Show every line below where "ErrorResponse" appears.
Material provided below:
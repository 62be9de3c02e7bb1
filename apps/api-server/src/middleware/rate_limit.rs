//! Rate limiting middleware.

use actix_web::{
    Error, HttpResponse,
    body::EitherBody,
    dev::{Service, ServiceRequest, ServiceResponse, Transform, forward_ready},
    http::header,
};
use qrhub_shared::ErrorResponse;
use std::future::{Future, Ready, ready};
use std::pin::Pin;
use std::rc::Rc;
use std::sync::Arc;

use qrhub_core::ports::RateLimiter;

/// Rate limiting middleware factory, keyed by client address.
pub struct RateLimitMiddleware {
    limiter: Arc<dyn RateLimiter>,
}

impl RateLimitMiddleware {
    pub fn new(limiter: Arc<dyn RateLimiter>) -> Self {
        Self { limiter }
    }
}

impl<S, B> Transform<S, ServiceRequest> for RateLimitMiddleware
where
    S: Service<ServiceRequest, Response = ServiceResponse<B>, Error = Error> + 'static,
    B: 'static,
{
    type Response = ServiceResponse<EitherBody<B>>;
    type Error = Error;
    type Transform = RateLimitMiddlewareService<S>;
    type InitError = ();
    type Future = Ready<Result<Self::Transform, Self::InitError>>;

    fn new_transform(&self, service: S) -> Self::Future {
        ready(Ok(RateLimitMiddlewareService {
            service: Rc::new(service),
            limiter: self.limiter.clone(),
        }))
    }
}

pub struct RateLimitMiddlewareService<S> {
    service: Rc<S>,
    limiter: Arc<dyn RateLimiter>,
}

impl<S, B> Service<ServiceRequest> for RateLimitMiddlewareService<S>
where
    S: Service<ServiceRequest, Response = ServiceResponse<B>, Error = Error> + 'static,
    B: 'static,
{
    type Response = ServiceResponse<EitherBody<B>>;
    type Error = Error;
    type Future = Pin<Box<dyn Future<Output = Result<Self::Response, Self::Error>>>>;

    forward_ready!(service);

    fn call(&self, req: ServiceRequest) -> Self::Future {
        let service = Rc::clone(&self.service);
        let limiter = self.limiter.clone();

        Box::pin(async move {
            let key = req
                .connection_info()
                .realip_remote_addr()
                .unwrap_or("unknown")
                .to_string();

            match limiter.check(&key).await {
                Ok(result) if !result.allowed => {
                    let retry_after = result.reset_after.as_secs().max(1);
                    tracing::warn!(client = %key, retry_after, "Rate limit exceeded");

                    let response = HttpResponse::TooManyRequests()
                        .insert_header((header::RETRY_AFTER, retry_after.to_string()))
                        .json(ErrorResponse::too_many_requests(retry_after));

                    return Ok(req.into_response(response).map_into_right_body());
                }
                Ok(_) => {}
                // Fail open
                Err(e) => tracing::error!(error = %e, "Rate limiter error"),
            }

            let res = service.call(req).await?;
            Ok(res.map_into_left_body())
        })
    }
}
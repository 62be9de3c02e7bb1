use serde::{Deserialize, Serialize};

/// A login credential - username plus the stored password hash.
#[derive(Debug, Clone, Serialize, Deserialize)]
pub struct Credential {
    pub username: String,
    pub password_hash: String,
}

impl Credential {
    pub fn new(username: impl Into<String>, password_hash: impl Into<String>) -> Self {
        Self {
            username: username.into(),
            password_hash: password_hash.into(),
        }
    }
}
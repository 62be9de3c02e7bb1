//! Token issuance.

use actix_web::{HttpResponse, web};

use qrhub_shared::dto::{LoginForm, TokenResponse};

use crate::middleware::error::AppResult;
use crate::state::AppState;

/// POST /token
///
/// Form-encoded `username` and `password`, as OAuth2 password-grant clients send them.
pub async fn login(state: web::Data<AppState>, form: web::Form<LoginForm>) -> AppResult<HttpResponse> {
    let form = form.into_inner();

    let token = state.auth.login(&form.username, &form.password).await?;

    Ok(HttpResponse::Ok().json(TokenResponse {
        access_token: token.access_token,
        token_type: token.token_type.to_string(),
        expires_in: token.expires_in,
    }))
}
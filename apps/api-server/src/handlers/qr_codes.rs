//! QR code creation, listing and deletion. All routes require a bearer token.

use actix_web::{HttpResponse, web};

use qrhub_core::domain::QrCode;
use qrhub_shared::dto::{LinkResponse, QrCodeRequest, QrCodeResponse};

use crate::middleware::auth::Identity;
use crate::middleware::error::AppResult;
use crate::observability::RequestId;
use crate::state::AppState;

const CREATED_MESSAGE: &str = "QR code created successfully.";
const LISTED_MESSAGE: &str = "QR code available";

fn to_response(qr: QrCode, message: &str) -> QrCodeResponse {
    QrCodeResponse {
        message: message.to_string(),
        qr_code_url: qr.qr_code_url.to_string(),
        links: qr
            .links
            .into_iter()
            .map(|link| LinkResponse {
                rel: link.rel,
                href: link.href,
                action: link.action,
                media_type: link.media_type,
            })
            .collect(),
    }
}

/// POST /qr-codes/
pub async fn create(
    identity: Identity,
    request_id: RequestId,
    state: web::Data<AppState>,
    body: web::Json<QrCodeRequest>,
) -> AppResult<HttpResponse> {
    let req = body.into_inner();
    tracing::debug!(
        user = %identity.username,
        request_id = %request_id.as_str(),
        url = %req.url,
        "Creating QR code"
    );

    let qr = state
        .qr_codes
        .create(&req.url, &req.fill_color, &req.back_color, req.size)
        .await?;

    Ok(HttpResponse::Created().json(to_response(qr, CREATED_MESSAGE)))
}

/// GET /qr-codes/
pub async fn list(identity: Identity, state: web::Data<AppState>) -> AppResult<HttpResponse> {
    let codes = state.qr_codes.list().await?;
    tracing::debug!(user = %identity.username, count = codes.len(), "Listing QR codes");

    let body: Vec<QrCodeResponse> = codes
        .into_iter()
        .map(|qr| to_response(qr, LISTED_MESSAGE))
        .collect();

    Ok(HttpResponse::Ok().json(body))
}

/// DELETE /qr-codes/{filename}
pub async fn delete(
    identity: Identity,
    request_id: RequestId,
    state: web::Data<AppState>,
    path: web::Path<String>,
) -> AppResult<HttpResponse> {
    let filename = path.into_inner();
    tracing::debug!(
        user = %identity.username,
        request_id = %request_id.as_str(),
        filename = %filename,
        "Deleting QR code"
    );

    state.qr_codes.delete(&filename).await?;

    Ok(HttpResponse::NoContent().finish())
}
End of Material provided.
Material provided below:
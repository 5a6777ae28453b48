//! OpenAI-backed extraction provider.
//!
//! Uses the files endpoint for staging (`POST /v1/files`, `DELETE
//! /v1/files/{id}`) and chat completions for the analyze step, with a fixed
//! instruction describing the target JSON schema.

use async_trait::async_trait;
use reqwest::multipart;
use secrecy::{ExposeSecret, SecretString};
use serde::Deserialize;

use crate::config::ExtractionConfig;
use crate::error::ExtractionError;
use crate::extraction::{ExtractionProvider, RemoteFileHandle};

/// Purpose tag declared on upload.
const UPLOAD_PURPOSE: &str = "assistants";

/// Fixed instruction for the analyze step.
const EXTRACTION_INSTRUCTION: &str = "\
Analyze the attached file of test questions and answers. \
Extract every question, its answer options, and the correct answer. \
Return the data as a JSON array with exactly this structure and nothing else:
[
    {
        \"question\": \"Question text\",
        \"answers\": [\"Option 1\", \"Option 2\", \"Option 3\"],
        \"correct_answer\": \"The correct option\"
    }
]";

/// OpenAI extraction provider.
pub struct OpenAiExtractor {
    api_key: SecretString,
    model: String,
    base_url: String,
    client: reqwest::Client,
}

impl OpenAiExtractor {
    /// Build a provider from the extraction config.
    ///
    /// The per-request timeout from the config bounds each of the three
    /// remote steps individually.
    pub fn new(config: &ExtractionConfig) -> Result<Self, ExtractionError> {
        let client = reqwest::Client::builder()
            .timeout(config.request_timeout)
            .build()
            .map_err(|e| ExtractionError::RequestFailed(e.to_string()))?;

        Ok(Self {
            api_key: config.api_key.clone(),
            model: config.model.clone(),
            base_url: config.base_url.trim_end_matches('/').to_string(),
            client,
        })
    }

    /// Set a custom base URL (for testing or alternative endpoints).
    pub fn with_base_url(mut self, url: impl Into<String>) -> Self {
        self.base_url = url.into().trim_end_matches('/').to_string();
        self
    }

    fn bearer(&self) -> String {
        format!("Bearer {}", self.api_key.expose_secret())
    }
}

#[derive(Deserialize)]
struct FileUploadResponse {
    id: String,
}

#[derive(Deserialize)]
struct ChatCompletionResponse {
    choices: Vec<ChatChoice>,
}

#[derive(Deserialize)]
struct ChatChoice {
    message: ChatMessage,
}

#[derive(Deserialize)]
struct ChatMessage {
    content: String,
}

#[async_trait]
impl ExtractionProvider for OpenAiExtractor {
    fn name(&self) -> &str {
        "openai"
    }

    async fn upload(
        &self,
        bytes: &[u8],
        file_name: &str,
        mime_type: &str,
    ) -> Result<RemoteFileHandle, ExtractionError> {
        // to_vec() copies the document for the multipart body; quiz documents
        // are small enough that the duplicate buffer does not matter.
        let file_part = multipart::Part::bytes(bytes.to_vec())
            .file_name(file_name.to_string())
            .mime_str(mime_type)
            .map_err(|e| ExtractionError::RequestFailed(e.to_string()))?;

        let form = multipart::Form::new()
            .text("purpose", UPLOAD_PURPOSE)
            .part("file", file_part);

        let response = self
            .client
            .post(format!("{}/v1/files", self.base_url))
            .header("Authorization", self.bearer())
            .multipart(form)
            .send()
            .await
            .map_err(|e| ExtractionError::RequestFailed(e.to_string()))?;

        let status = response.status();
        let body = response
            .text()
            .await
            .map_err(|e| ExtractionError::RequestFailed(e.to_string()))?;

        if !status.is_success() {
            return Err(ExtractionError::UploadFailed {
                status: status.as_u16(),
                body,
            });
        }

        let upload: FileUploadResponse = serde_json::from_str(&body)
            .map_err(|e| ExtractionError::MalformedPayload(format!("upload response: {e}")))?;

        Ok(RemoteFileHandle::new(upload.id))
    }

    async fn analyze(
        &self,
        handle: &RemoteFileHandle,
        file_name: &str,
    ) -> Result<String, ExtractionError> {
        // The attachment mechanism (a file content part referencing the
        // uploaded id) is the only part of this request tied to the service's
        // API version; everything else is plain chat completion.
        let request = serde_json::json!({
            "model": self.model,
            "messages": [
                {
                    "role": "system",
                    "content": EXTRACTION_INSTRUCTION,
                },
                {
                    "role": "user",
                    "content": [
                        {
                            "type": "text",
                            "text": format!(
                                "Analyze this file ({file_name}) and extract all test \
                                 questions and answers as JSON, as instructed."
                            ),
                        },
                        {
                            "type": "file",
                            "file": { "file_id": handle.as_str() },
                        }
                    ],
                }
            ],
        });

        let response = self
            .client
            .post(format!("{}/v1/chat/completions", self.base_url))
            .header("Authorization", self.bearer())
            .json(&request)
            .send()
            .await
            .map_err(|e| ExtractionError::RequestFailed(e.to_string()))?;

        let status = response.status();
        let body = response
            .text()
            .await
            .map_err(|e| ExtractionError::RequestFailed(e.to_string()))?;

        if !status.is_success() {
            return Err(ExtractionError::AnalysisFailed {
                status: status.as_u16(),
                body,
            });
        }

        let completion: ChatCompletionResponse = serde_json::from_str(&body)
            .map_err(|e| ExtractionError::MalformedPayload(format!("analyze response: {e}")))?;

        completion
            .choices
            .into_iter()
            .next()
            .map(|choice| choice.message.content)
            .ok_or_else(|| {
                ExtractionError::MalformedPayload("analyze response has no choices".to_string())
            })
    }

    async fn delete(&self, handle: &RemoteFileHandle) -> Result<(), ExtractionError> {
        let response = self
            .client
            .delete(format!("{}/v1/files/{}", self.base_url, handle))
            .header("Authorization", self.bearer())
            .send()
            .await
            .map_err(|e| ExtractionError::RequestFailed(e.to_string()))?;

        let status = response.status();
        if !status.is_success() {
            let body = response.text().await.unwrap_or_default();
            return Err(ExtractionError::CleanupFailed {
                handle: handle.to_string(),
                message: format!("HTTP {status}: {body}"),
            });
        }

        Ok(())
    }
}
End of Material provided.
Material provided below:
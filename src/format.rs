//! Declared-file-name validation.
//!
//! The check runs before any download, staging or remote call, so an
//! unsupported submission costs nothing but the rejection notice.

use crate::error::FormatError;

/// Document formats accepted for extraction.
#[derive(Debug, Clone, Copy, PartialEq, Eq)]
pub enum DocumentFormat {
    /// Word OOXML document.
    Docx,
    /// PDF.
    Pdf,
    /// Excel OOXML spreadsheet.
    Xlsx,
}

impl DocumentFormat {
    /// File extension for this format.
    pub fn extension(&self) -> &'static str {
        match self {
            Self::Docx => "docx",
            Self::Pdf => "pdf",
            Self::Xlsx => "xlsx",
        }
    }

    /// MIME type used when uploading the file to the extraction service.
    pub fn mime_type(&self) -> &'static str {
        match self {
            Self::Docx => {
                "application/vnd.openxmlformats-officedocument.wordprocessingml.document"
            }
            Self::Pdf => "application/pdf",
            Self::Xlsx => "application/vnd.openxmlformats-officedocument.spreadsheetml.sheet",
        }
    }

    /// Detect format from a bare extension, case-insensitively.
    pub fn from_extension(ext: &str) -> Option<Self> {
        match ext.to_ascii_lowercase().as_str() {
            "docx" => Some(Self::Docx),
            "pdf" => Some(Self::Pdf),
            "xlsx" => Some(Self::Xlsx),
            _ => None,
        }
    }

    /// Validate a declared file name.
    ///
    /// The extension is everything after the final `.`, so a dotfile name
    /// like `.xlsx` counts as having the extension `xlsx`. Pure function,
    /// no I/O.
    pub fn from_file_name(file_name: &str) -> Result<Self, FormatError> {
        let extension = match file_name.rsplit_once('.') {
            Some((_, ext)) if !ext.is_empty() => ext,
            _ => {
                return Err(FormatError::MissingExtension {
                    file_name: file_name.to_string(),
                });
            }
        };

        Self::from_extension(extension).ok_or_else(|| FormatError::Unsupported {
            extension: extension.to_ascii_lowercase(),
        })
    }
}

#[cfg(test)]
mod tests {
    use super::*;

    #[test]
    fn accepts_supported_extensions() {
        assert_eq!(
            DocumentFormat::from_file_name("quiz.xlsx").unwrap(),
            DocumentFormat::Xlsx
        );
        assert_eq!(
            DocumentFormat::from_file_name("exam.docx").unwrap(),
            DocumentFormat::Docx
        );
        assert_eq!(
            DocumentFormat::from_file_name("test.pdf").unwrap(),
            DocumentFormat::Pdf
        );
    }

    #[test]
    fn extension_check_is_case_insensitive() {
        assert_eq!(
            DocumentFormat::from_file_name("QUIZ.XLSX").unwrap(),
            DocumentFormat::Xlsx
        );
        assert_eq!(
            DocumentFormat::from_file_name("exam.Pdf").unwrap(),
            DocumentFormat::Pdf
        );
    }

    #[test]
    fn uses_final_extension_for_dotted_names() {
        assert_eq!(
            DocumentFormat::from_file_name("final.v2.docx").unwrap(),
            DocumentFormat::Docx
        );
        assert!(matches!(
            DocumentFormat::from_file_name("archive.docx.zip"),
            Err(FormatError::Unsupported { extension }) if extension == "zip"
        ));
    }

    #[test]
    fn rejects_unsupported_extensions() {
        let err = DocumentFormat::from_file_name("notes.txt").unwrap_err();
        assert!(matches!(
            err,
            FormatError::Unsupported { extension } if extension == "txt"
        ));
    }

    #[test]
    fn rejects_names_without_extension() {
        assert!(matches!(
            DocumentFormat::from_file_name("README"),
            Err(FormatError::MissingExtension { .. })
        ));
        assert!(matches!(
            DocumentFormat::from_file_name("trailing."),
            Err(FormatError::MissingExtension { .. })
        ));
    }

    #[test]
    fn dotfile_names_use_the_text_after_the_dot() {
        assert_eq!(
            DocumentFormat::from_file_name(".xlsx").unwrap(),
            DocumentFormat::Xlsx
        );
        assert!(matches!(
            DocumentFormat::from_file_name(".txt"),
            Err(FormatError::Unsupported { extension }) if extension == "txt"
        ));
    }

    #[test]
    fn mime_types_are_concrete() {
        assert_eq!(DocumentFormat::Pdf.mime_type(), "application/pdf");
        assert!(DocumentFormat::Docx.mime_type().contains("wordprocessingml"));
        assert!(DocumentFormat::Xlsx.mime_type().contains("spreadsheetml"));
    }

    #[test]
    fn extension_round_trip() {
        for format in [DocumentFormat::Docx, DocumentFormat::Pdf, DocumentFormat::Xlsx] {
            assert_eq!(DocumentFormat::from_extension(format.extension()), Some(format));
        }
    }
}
End of Material provided.
Response:
use qrhub_shared::ErrorResponse;
                        .json(ErrorResponse::too_many_requests(retry_after));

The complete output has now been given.